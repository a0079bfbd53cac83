use std::collections::HashSet;
use std::path::Path;

use chrono::{DateTime, NaiveDate, Utc};
use reel_core::{Movie, MovieId, Showtime, ShowtimeId};
use serde::Deserialize;

/// Catalog seed document, as stored in `config/catalog.json`.
#[derive(Debug, Clone, Deserialize)]
pub struct CatalogSeed {
    pub movies: Vec<MovieSeed>,
    #[serde(default)]
    pub showtimes: Vec<ShowtimeSeed>,
}

#[derive(Debug, Clone, Deserialize)]
pub struct MovieSeed {
    pub id: MovieId,
    pub title: String,
    pub genre: String,
    pub duration_minutes: i32,
    pub release_date: NaiveDate,
}

#[derive(Debug, Clone, Deserialize)]
pub struct ShowtimeSeed {
    pub id: ShowtimeId,
    pub movie_id: MovieId,
    pub show_time: DateTime<Utc>,
    /// Every seeded showtime opens with all seats available.
    pub capacity: i32,
}

#[derive(Debug, thiserror::Error)]
pub enum SeedError {
    #[error("Failed to read seed file: {0}")]
    Io(#[from] std::io::Error),

    #[error("Malformed seed document: {0}")]
    Malformed(#[from] serde_json::Error),

    #[error("Duplicate {entity} id: {id}")]
    DuplicateId { entity: &'static str, id: i64 },

    #[error("Invalid {entity} {id}: {reason}")]
    Invalid {
        entity: &'static str,
        id: i64,
        reason: String,
    },

    #[error("Showtime {showtime_id} references unknown movie {movie_id}")]
    UnknownMovie {
        showtime_id: ShowtimeId,
        movie_id: MovieId,
    },
}

impl CatalogSeed {
    pub fn from_json(raw: &str) -> Result<Self, SeedError> {
        Ok(serde_json::from_str(raw)?)
    }

    pub fn from_file(path: impl AsRef<Path>) -> Result<Self, SeedError> {
        let raw = std::fs::read_to_string(path)?;
        Self::from_json(&raw)
    }

    /// Checks ids, references and capacities, returning the records.
    pub fn into_records(self) -> Result<(Vec<Movie>, Vec<Showtime>), SeedError> {
        let mut movie_ids = HashSet::new();
        let mut movies = Vec::with_capacity(self.movies.len());

        for m in self.movies {
            if m.id <= 0 {
                return Err(SeedError::Invalid { entity: "movie", id: m.id, reason: "id must be positive".into() });
            }
            if m.duration_minutes <= 0 {
                return Err(SeedError::Invalid { entity: "movie", id: m.id, reason: "duration must be positive".into() });
            }
            if !movie_ids.insert(m.id) {
                return Err(SeedError::DuplicateId { entity: "movie", id: m.id });
            }
            movies.push(Movie {
                id: m.id,
                title: m.title,
                genre: m.genre,
                duration_minutes: m.duration_minutes,
                release_date: m.release_date,
            });
        }

        let mut showtime_ids = HashSet::new();
        let mut showtimes = Vec::with_capacity(self.showtimes.len());

        for s in self.showtimes {
            if s.id <= 0 {
                return Err(SeedError::Invalid { entity: "showtime", id: s.id, reason: "id must be positive".into() });
            }
            if !movie_ids.contains(&s.movie_id) {
                return Err(SeedError::UnknownMovie { showtime_id: s.id, movie_id: s.movie_id });
            }
            if s.capacity <= 0 {
                return Err(SeedError::Invalid { entity: "showtime", id: s.id, reason: "capacity must be positive".into() });
            }
            if !showtime_ids.insert(s.id) {
                return Err(SeedError::DuplicateId { entity: "showtime", id: s.id });
            }
            showtimes.push(Showtime {
                id: s.id,
                movie_id: s.movie_id,
                show_time: s.show_time,
                capacity: s.capacity,
                available_seats: s.capacity,
            });
        }

        Ok((movies, showtimes))
    }
}

#[cfg(test)]
mod tests {
    use super::*;

    const SEED: &str = r#"{
        "movies": [
            { "id": 1, "title": "Inception", "genre": "Sci-Fi", "duration_minutes": 148, "release_date": "2010-07-16" }
        ],
        "showtimes": [
            { "id": 1, "movie_id": 1, "show_time": "2024-11-20T18:30:00Z", "capacity": 150 },
            { "id": 2, "movie_id": 1, "show_time": "2024-11-20T21:00:00Z", "capacity": 40 }
        ]
    }"#;

    #[test]
    fn test_parse_seed() {
        let (movies, showtimes) = CatalogSeed::from_json(SEED).unwrap().into_records().unwrap();
        assert_eq!(movies.len(), 1);
        assert_eq!(showtimes[0].available_seats, 150);
        assert_eq!(showtimes[1].available_seats, showtimes[1].capacity);
    }

    #[test]
    fn test_rejects_dangling_movie() {
        let mut seed = CatalogSeed::from_json(SEED).unwrap();
        seed.showtimes[0].movie_id = 9;
        assert!(matches!(
            seed.into_records(),
            Err(SeedError::UnknownMovie { showtime_id: 1, movie_id: 9 })
        ));
    }

    #[test]
    fn test_rejects_empty_auditorium() {
        let mut seed = CatalogSeed::from_json(SEED).unwrap();
        seed.showtimes[1].capacity = 0;
        assert!(matches!(seed.into_records(), Err(SeedError::Invalid { entity: "showtime", id: 2, .. })));
    }

    #[test]
    fn test_rejects_duplicates() {
        let mut seed = CatalogSeed::from_json(SEED).unwrap();
        seed.showtimes[1].id = 1;
        assert!(matches!(seed.into_records(), Err(SeedError::DuplicateId { entity: "showtime", id: 1 })));
    }

    #[test]
    fn test_malformed_document() {
        assert!(matches!(CatalogSeed::from_json("{ \"movies\": 3 }"), Err(SeedError::Malformed(_))));
    }
}
pub mod pii;
pub mod models;

pub use pii::Masked;
pub use models::events::BookingEvent;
▬▬▬▬▬▬▬▬▬▬
* _WHAT TO DO_
Output each entry once again, exactly as shown above.

* _OUTPUT_
repository a0079bfbd53cac83
use std::collections::HashSet;
use std::path::Path;

use chrono::{DateTime, NaiveDate, Utc};
use reel_core::{Movie, MovieId, Showtime, ShowtimeId};
use serde::Deserialize;

/// Catalog seed document, as stored in `config/catalog.json`.
#[derive(Debug, Clone, Deserialize)]
pub struct CatalogSeed {
    pub movies: Vec<MovieSeed>,
    #[serde(default)]
    pub showtimes: Vec<ShowtimeSeed>,
}

#[derive(Debug, Clone, Deserialize)]
pub struct MovieSeed {
    pub id: MovieId,
    pub title: String,
    pub genre: String,
    pub duration_minutes: i32,
    pub release_date: NaiveDate,
}

#[derive(Debug, Clone, Deserialize)]
pub struct ShowtimeSeed {
    pub id: ShowtimeId,
    pub movie_id: MovieId,
    pub show_time: DateTime<Utc>,
    /// Every seeded showtime opens with all seats available.
    pub capacity: i32,
}

#[derive(Debug, thiserror::Error)]
pub enum SeedError {
    #[error("Failed to read seed file: {0}")]
    Io(#[from] std::io::Error),

    #[error("Malformed seed document: {0}")]
    Malformed(#[from] serde_json::Error),

    #[error("Duplicate {entity} id: {id}")]
    DuplicateId { entity: &'static str, id: i64 },

    #[error("Invalid {entity} {id}: {reason}")]
    Invalid {
        entity: &'static str,
        id: i64,
        reason: String,
    },

    #[error("Showtime {showtime_id} references unknown movie {movie_id}")]
    UnknownMovie {
        showtime_id: ShowtimeId,
        movie_id: MovieId,
    },
}

impl CatalogSeed {
    pub fn from_json(raw: &str) -> Result<Self, SeedError> {
        Ok(serde_json::from_str(raw)?)
    }

    pub fn from_file(path: impl AsRef<Path>) -> Result<Self, SeedError> {
        let raw = std::fs::read_to_string(path)?;
        Self::from_json(&raw)
    }

    /// Checks ids, references and capacities, returning the records.
    pub fn into_records(self) -> Result<(Vec<Movie>, Vec<Showtime>), SeedError> {
        let mut movie_ids = HashSet::new();
        let mut movies = Vec::with_capacity(self.movies.len());

        for m in self.movies {
            if m.id <= 0 {
                return Err(SeedError::Invalid { entity: "movie", id: m.id, reason: "id must be positive".into() });
            }
            if m.duration_minutes <= 0 {
                return Err(SeedError::Invalid { entity: "movie", id: m.id, reason: "duration must be positive".into() });
            }
            if !movie_ids.insert(m.id) {
                return Err(SeedError::DuplicateId { entity: "movie", id: m.id });
            }
            movies.push(Movie {
                id: m.id,
                title: m.title,
                genre: m.genre,
                duration_minutes: m.duration_minutes,
                release_date: m.release_date,
            });
        }

        let mut showtime_ids = HashSet::new();
        let mut showtimes = Vec::with_capacity(self.showtimes.len());

        for s in self.showtimes {
            if s.id <= 0 {
                return Err(SeedError::Invalid { entity: "showtime", id: s.id, reason: "id must be positive".into() });
            }
            if !movie_ids.contains(&s.movie_id) {
                return Err(SeedError::UnknownMovie { showtime_id: s.id, movie_id: s.movie_id });
            }
            if s.capacity <= 0 {
                return Err(SeedError::Invalid { entity: "showtime", id: s.id, reason: "capacity must be positive".into() });
            }
            if !showtime_ids.insert(s.id) {
                return Err(SeedError::DuplicateId { entity: "showtime", id: s.id });
            }
            showtimes.push(Showtime {
                id: s.id,
                movie_id: s.movie_id,
                show_time: s.show_time,
                capacity: s.capacity,
                available_seats: s.capacity,
            });
        }

        Ok((movies, showtimes))
    }
}

#[cfg(test)]
mod tests {
    use super::*;

    const SEED: &str = r#"{
        "movies": [
            { "id": 1, "title": "Inception", "genre": "Sci-Fi", "duration_minutes": 148, "release_date": "2010-07-16" }
        ],
        "showtimes": [
            { "id": 1, "movie_id": 1, "show_time": "2024-11-20T18:30:00Z", "capacity": 150 },
            { "id": 2, "movie_id": 1, "show_time": "2024-11-20T21:00:00Z", "capacity": 40 }
        ]
    }"#;

    #[test]
    fn test_parse_seed() {
        let (movies, showtimes) = CatalogSeed::from_json(SEED).unwrap().into_records().unwrap();
        assert_eq!(movies.len(), 1);
        assert_eq!(showtimes[0].available_seats, 150);
        assert_eq!(showtimes[1].available_seats, showtimes[1].capacity);
    }

    #[test]
    fn test_rejects_dangling_movie() {
        let mut seed = CatalogSeed::from_json(SEED).unwrap();
        seed.showtimes[0].movie_id = 9;
        assert!(matches!(
            seed.into_records(),
            Err(SeedError::UnknownMovie { showtime_id: 1, movie_id: 9 })
        ));
    }

    #[test]
    fn test_rejects_empty_auditorium() {
        let mut seed = CatalogSeed::from_json(SEED).unwrap();
        seed.showtimes[1].capacity = 0;
        assert!(matches!(seed.into_records(), Err(SeedError::Invalid { entity: "showtime", id: 2, .. })));
    }

    #[test]
    fn test_rejects_duplicates() {
        let mut seed = CatalogSeed::from_json(SEED).unwrap();
        seed.showtimes[1].id = 1;
        assert!(matches!(seed.into_records(), Err(SeedError::DuplicateId { entity: "showtime", id: 1 })));
    }

    #[test]
    fn test_malformed_document() {
        assert!(matches!(CatalogSeed::from_json("{ \"movies\": 3 }"), Err(SeedError::Malformed(_))));
    }
}
pub mod pii;
pub mod models;

pub use pii::Masked;
pub use models::events::BookingEvent;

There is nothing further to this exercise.